THE PROBLEM> Copy all lines of the listing that include the string "insert".

GIVEN RECORDS>
______________________________

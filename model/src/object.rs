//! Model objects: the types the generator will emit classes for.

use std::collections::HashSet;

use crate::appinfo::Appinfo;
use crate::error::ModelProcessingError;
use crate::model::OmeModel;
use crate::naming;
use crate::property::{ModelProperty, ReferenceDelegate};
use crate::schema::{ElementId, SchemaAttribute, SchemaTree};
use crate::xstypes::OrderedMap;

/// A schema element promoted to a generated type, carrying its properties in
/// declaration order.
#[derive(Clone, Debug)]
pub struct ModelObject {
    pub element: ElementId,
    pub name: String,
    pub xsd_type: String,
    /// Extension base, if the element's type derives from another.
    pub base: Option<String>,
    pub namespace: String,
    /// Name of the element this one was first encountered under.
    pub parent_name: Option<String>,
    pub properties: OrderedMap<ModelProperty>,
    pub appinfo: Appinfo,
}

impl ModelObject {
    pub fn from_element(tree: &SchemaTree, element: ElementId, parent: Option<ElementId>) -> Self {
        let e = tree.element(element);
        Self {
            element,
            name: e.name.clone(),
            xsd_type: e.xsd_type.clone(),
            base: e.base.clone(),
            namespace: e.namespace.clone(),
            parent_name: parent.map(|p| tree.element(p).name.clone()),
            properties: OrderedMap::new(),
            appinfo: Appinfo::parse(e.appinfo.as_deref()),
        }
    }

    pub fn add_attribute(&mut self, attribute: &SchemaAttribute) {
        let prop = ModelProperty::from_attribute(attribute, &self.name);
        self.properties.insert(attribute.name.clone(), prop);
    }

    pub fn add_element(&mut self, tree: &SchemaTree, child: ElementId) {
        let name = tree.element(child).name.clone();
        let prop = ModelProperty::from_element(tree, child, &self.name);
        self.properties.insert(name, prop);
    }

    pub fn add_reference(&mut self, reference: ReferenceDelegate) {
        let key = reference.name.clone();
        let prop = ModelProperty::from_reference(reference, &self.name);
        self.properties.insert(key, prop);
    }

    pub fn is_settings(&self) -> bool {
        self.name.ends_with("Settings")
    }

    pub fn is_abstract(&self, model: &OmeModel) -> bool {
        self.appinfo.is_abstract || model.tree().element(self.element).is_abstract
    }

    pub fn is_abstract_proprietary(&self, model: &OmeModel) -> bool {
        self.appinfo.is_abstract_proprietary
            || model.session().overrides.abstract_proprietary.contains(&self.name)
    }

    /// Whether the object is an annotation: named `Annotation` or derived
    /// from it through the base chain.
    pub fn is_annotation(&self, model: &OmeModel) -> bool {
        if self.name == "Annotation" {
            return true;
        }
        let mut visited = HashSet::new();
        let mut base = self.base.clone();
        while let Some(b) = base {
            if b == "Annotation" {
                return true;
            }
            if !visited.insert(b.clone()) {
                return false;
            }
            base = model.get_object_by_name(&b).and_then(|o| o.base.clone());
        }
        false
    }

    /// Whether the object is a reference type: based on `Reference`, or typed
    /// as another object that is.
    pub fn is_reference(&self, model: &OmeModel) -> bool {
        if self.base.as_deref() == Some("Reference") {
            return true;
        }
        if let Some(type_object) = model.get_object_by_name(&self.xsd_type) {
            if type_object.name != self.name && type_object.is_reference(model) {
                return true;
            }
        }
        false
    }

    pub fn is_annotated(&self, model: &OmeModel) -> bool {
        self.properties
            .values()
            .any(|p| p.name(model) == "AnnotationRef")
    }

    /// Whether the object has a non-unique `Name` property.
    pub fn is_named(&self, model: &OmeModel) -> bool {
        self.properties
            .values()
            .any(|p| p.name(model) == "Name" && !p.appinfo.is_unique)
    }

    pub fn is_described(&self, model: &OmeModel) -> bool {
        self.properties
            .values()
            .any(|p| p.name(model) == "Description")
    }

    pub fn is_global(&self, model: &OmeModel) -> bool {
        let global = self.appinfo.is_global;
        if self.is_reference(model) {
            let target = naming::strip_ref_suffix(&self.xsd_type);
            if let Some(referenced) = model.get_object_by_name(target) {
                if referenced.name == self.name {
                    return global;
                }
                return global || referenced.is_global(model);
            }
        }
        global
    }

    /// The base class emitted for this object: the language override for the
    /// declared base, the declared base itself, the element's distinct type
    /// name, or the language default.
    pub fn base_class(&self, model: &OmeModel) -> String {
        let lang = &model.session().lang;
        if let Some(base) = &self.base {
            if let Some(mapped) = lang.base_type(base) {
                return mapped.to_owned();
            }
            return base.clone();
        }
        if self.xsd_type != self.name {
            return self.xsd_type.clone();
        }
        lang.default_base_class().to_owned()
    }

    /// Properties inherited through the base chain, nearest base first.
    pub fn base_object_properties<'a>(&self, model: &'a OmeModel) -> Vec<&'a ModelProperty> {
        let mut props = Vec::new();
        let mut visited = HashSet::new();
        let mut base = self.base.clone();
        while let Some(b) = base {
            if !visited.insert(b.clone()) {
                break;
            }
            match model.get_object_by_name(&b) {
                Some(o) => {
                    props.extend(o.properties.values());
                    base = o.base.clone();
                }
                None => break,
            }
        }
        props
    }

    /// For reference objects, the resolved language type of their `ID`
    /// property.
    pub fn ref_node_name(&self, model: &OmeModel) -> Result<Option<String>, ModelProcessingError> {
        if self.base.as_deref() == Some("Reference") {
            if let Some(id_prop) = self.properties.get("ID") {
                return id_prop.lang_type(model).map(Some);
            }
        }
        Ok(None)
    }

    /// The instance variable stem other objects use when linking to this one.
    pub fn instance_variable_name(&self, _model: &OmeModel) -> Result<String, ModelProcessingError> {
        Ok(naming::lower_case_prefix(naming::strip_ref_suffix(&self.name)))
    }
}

______________________________

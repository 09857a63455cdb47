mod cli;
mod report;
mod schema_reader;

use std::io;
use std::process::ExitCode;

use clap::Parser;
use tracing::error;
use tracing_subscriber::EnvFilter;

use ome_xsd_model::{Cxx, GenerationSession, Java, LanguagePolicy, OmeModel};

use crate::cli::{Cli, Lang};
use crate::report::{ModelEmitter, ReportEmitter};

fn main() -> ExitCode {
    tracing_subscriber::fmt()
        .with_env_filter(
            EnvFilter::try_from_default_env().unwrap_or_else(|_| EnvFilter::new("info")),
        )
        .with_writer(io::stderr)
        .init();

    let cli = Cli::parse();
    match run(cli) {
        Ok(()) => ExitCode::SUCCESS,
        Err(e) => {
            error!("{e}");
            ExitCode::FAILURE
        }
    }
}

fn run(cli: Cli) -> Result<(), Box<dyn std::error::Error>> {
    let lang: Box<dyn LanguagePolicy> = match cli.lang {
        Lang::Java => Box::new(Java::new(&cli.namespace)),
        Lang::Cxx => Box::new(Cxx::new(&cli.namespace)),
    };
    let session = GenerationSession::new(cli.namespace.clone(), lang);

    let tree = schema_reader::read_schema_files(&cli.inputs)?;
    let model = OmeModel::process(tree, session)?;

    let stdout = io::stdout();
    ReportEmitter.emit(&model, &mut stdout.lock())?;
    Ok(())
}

______________________________

OUTPUT OF THE TASK>
        self.properties.insert(attribute.name.clone(), prop);
        self.properties.insert(name, prop);
        self.properties.insert(key, prop);
            if !visited.insert(b.clone()) {
            if !visited.insert(b.clone()) {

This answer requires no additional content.